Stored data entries
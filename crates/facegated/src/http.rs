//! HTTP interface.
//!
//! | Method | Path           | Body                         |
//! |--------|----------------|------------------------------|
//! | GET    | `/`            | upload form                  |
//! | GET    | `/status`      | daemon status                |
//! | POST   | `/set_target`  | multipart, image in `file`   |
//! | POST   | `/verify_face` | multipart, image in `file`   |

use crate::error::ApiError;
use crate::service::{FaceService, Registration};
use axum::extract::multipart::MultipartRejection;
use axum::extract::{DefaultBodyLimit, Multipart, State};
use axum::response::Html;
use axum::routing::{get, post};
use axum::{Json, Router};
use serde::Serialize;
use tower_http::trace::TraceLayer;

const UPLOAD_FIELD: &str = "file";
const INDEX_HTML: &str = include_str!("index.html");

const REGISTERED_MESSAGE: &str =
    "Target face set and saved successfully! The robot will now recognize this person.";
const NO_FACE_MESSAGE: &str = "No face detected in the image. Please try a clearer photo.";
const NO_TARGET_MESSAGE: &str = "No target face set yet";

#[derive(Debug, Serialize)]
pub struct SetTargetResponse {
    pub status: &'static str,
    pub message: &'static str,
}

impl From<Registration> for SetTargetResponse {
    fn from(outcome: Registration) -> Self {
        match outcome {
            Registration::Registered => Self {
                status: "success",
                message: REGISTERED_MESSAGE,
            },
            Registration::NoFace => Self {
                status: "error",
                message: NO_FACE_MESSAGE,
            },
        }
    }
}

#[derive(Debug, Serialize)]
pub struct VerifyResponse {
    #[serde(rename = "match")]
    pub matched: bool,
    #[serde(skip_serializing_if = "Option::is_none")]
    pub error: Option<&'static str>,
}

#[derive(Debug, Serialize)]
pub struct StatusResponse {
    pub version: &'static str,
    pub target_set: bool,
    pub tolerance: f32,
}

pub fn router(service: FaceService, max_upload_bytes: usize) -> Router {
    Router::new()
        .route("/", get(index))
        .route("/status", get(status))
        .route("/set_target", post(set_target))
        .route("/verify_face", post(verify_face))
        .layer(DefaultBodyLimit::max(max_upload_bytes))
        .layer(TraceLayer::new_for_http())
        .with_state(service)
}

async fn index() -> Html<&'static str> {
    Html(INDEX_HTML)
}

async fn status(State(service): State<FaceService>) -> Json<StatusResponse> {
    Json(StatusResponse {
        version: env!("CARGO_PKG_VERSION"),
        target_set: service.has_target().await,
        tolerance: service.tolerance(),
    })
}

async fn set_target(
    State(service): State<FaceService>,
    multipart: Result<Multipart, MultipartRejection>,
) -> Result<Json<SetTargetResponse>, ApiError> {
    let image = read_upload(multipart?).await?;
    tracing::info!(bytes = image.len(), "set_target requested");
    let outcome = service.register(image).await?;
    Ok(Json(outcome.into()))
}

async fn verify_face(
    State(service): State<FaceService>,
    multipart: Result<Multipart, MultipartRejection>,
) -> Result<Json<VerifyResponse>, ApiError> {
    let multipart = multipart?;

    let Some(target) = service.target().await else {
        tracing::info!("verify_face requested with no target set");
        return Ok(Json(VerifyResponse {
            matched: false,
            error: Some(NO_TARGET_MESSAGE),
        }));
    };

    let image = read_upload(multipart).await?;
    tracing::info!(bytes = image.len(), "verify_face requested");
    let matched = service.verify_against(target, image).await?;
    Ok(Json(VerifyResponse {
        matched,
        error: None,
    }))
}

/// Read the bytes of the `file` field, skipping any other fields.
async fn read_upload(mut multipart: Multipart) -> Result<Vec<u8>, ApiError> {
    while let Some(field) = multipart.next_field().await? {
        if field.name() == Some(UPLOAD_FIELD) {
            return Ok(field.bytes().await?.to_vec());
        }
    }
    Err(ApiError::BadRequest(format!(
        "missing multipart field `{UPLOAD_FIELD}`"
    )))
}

...

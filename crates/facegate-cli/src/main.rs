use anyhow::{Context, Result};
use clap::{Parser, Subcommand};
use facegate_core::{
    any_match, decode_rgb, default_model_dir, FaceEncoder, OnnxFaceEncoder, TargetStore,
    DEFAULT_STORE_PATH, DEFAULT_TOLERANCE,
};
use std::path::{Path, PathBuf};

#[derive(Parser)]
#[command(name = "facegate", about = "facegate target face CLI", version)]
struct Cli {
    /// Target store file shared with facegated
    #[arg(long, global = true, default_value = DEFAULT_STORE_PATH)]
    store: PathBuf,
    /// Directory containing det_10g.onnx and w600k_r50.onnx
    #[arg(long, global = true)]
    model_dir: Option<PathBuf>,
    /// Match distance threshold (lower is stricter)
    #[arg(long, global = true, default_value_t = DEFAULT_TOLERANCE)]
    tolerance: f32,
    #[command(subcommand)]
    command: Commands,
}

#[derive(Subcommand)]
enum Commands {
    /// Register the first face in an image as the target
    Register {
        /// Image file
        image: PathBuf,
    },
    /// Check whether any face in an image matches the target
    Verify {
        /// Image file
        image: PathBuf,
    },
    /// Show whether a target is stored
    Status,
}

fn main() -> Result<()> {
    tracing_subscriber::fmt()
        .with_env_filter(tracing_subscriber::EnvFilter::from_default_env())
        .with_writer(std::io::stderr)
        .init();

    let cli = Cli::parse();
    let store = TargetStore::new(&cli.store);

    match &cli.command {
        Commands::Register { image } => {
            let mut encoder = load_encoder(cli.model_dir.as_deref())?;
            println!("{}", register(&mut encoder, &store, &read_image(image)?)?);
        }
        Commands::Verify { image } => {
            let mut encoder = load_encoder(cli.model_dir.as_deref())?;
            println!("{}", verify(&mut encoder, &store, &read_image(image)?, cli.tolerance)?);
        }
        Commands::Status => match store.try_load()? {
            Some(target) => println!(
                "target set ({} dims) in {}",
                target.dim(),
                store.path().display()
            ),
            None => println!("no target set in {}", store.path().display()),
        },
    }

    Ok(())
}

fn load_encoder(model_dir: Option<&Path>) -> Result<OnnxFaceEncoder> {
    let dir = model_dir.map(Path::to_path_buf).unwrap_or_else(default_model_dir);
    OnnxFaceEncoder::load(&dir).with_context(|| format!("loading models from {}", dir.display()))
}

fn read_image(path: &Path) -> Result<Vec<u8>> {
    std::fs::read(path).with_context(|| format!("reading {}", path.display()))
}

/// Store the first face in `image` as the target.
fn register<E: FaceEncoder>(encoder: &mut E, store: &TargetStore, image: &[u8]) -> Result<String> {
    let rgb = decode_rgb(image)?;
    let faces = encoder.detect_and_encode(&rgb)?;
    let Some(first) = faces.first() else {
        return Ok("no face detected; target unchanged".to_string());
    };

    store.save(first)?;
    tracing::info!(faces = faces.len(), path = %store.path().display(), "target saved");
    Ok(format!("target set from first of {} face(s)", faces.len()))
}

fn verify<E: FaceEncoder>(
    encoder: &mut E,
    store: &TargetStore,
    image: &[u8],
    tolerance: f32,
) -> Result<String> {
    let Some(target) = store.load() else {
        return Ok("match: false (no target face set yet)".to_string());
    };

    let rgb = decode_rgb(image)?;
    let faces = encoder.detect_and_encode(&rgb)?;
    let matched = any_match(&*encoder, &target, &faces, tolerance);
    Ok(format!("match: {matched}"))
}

→ **WORK REQUIRED**
Whichever lines of the data include the word "Parser", pull them out.

→ **THE ANSWER**
use clap::{Parser, Subcommand};
#[derive(Parser)]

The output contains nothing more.